Run the cell below to change the Kaggle configuration directory to the current working directory and set permissions for the Kaggle authentication JSON.

In [6]:
os.environ['KAGGLE_CONFIG_DIR'] = os.getcwd()
! chmod 600 kaggle.json

Import the data from Kaggle

In [7]:
KaggleDatasetPath = "codeinstitute/cherry-leaves"
DestinationFolder = "inputs/cherry-leaf-dataset"
! kaggle datasets download -d {KaggleDatasetPath} -p {DestinationFolder}

Downloading cherry-leaves.zip to inputs/cherry-leaf-dataset
 91%|██████████████████████████████████▌   | 50.0M/55.0M [00:02<00:00, 29.6MB/s]
100%|██████████████████████████████████████| 55.0M/55.0M [00:02<00:00, 27.0MB/s]


In [8]:
import zipfile
with zipfile.ZipFile(DestinationFolder + '/cherry-leaves.zip', 'r') as zip_ref:
    zip_ref.extractall(DestinationFolder)
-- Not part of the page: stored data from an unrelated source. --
//! Rule-based credit scoring
//!
//! Every wallet starts at [`BASE_SCORE`] and loses a fixed amount for each
//! rule it trips. Rules are independent of each other and of every other
//! wallet; the result is clamped to `[MIN_SCORE, MAX_SCORE]`.

use serde::Serialize;

use crate::models::WalletAggregate;

pub const BASE_SCORE: i32 = 1000;
pub const MIN_SCORE: i32 = 0;
pub const MAX_SCORE: i32 = 1000;

pub const MIN_REPAY_BORROW_RATIO: f64 = 0.8;
pub const MAX_BORROW_DEPOSIT_RATIO: f64 = 1.2;
pub const MIN_TRANSACTIONS: usize = 3;
pub const MIN_TOTAL_DEPOSIT: f64 = 500.0;

/// A scoring rule that fired for a wallet.
#[derive(Debug, Clone, Copy, PartialEq, Eq, Hash, Serialize)]
#[serde(rename_all = "snake_case")]
pub enum Penalty {
    /// At least one liquidation call
    Liquidated,
    /// Repaid less than 80% of what was borrowed
    LowRepayment,
    /// Borrowed more than 1.2x the deposited amount
    HighLeverage,
    /// Fewer than 3 transactions
    LowActivity,
    /// Deposited less than 500 in total
    LowDeposits,
}

impl Penalty {
    /// Points deducted when this rule fires.
    pub fn points(&self) -> i32 {
        match self {
            Penalty::Liquidated => 200,
            Penalty::LowRepayment => 150,
            Penalty::HighLeverage => 100,
            Penalty::LowActivity => 50,
            Penalty::LowDeposits => 50,
        }
    }
}

/// A wallet's score and the rules that produced it.
#[derive(Debug, Clone, PartialEq, Eq, Serialize)]
pub struct ScoreBreakdown {
    pub score: u16,
    pub penalties: Vec<Penalty>,
}

/// Score one wallet from its aggregate.
pub fn score_wallet(aggregate: &WalletAggregate) -> ScoreBreakdown {
    let mut penalties = Vec::new();

    if aggregate.is_liquidated {
        penalties.push(Penalty::Liquidated);
    }
    if aggregate.repay_borrow_ratio < MIN_REPAY_BORROW_RATIO {
        penalties.push(Penalty::LowRepayment);
    }
    if aggregate.borrow_deposit_ratio > MAX_BORROW_DEPOSIT_RATIO {
        penalties.push(Penalty::HighLeverage);
    }
    if aggregate.num_transactions < MIN_TRANSACTIONS {
        penalties.push(Penalty::LowActivity);
    }
    if aggregate.total_deposit_amount < MIN_TOTAL_DEPOSIT {
        penalties.push(Penalty::LowDeposits);
    }

    let deducted: i32 = penalties.iter().map(Penalty::points).sum();
    let score = (BASE_SCORE - deducted).clamp(MIN_SCORE, MAX_SCORE) as u16;

    ScoreBreakdown { score, penalties }
}

/// Detailed per-wallet output: the full aggregate plus the rules that fired.
#[derive(Debug, Clone, Serialize)]
pub struct WalletCreditReport {
    #[serde(flatten)]
    pub aggregate: WalletAggregate,
    pub penalties: Vec<Penalty>,
}

/// Build detailed reports for a set of scored wallets.
pub fn build_reports(aggregates: &[WalletAggregate]) -> Vec<WalletCreditReport> {
    aggregates
        .iter()
        .map(|aggregate| WalletCreditReport {
            penalties: score_wallet(aggregate).penalties,
            aggregate: aggregate.clone(),
        })
        .collect()
}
os.remove(DestinationFolder + '/cherry-leaves.zip')

---

# Data Preparation

Check the data for any files which are not images.

In [9]:
def remove_non_image_file(my_data_dir):
    image_extension = ('.png', '.jpg', '.jpeg')
    folders = os.listdir(my_data_dir)
    for folder in folders:
        files = os.listdir(my_data_dir + '/' + folder)
        # print(files)
        i = []
        j = []
        for given_file in files:
            if not given_file.lower().endswith(image_extension):
                file_location = my_data_dir + '/' + folder + '/' + given_file
                os.remove(file_location)  # remove non image file
                i.append(1)
            else:
                j.append(1)
                pass
        print(f"Folder: {folder} - has image file", len(j))
        print(f"Folder: {folder} - has non-image file", len(i))

Remove any non image files from the dataset

In [10]:
remove_non_image_file(my_data_dir='inputs/cherry-leaf-dataset/cherry-leaves')
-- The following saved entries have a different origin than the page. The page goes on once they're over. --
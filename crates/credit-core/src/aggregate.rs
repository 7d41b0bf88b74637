//! Per-wallet aggregation
//!
//! Events are grouped by wallet and each group is reduced independently into
//! a [`WalletAggregate`]: counts, bucketed sums, the activity window and the
//! derived ratios the scorer works from.

use std::cmp::Ordering;
use std::collections::BTreeMap;

use chrono::{DateTime, Utc};

use crate::models::{Action, NormalizedEvent, WalletAggregate};
use crate::scoring::score_wallet;

/// Partition events by wallet.
pub fn group_by_wallet(
    events: impl IntoIterator<Item = NormalizedEvent>,
) -> BTreeMap<String, Vec<NormalizedEvent>> {
    let mut groups: BTreeMap<String, Vec<NormalizedEvent>> = BTreeMap::new();
    for event in events {
        groups.entry(event.wallet.clone()).or_default().push(event);
    }
    groups
}

/// Canonical event order within a wallet: time, then action, then amount.
///
/// Reducing in this order keeps floating-point sums identical however the
/// input was shuffled.
fn canonical_order(a: &NormalizedEvent, b: &NormalizedEvent) -> Ordering {
    a.timestamp
        .cmp(&b.timestamp)
        .then_with(|| a.action.as_str().cmp(b.action.as_str()))
        .then_with(|| a.amount.total_cmp(&b.amount))
}

impl WalletAggregate {
    /// Reduce one wallet's events into its aggregate and score it.
    pub fn from_events(wallet: impl Into<String>, events: &[NormalizedEvent]) -> Self {
        let mut ordered: Vec<&NormalizedEvent> = events.iter().collect();
        ordered.sort_by(|a, b| canonical_order(a, b));

        let mut aggregate = WalletAggregate {
            wallet: wallet.into(),
            num_transactions: ordered.len(),
            num_deposits: 0,
            num_borrows: 0,
            num_repays: 0,
            num_redeems: 0,
            num_liquidations: 0,
            total_deposit_amount: 0.0,
            total_borrow_amount: 0.0,
            total_repay_amount: 0.0,
            total_redeem_amount: 0.0,
            first_tx_time: ordered
                .first()
                .map(|e| e.timestamp)
                .unwrap_or(DateTime::<Utc>::UNIX_EPOCH),
            last_tx_time: ordered
                .last()
                .map(|e| e.timestamp)
                .unwrap_or(DateTime::<Utc>::UNIX_EPOCH),
            repay_borrow_ratio: 0.0,
            deposit_redeem_ratio: 0.0,
            borrow_deposit_ratio: 0.0,
            avg_time_between_txs: 0.0,
            is_liquidated: false,
            credit_score: 0,
        };

        for event in &ordered {
            match event.action {
                Action::Deposit => {
                    aggregate.num_deposits += 1;
                    aggregate.total_deposit_amount += event.amount;
                }
                Action::Borrow => {
                    aggregate.num_borrows += 1;
                    aggregate.total_borrow_amount += event.amount;
                }
                Action::Repay => {
                    aggregate.num_repays += 1;
                    aggregate.total_repay_amount += event.amount;
                }
                Action::RedeemUnderlying => {
                    aggregate.num_redeems += 1;
                    aggregate.total_redeem_amount += event.amount;
                }
                Action::LiquidationCall | Action::Other(_) => {}
            }
            if event.is_liquidation {
                aggregate.num_liquidations += 1;
            }
        }

        aggregate.derive_ratios();
        aggregate.credit_score = score_wallet(&aggregate).score;

        tracing::debug!(
            wallet = %aggregate.wallet,
            transactions = aggregate.num_transactions,
            liquidations = aggregate.num_liquidations,
            credit_score = aggregate.credit_score,
            "Aggregated wallet"
        );

        aggregate
    }

    fn derive_ratios(&mut self) {
        // No borrows: repayments are measured against 1 rather than 0.
        let borrow_base = if self.total_borrow_amount == 0.0 {
            1.0
        } else {
            self.total_borrow_amount
        };
        self.repay_borrow_ratio = self.total_repay_amount / borrow_base;
        self.deposit_redeem_ratio = self.total_deposit_amount / (self.total_redeem_amount + 1.0);
        self.borrow_deposit_ratio = self.total_borrow_amount / (self.total_deposit_amount + 1.0);

        let active_seconds = (self.last_tx_time - self.first_tx_time).num_seconds() as f64;
        self.avg_time_between_txs = active_seconds / self.num_transactions.max(1) as f64;

        self.is_liquidated = self.num_liquidations > 0;
    }
}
Folder: healthy - has image file 2104
Folder: healthy - has non-image file 0
Folder: powdery_mildew - has image file 2104
Folder: powdery_mildew - has non-image file 0


---

# Split Data into Train, Test, Validation Sets

Split the data into train (70%, 0.7), test (20%, 0.2) and vaildation (10%, 0.1) sets.

In [11]:
import os
import shutil
import random
import joblib


def split_train_validation_test_images(my_data_dir, train_set_ratio, validation_set_ratio, test_set_ratio):

    if train_set_ratio + validation_set_ratio + test_set_ratio != 1.0:
        print("train_set_ratio + validation_set_ratio + test_set_ratio should sum to 1.0")
        return

    # gets classes labels
    labels = os.listdir(my_data_dir)  # it should get only the folder name
    if 'test' in labels:
        pass
    else:
        # create train, test folders with classes labels sub-folder
        for folder in ['train', 'validation', 'test']:
            for label in labels:
                os.makedirs(name=my_data_dir + '/' + folder + '/' + label)

        for label in labels:

            files = os.listdir(my_data_dir + '/' + label)
            random.shuffle(files)

            train_set_files_qty = int(len(files) * train_set_ratio)
            validation_set_files_qty = int(len(files) * validation_set_ratio)

            count = 1
            for file_name in files:
                if count <= train_set_files_qty:
                    # move a given file to the train set
                    shutil.move(my_data_dir + '/' + label + '/' + file_name,
                                my_data_dir + '/train/' + label + '/' + file_name)

                elif count <= (train_set_files_qty + validation_set_files_qty):
                    # move a given file to the validation set
                    shutil.move(my_data_dir + '/' + label + '/' + file_name,
                                my_data_dir + '/validation/' + label + '/' + file_name)

                else:
                    # move given file to test set
                    shutil.move(my_data_dir + '/' + label + '/' + file_name,
                                my_data_dir + '/test/' + label + '/' + file_name)

                count += 1

            os.rmdir(my_data_dir + '/' + label)

In [12]:
split_train_validation_test_images(my_data_dir=f"inputs/cherry-leaf-dataset/cherry-leaves",
                                   train_set_ratio=0.7,
                                   validation_set_ratio=0.1,
                                   test_set_ratio=0.2
                                   )

---

# Push files to Repo

* If you don't need to push files to Repo, you may replace this section with "Conclusions and Next Steps" and state your conclusions and next steps.

In [13]:
#import os
#try:
#    # create here your folder
#    # os.makedirs(name='')
#except Exception as e:
#    print(e)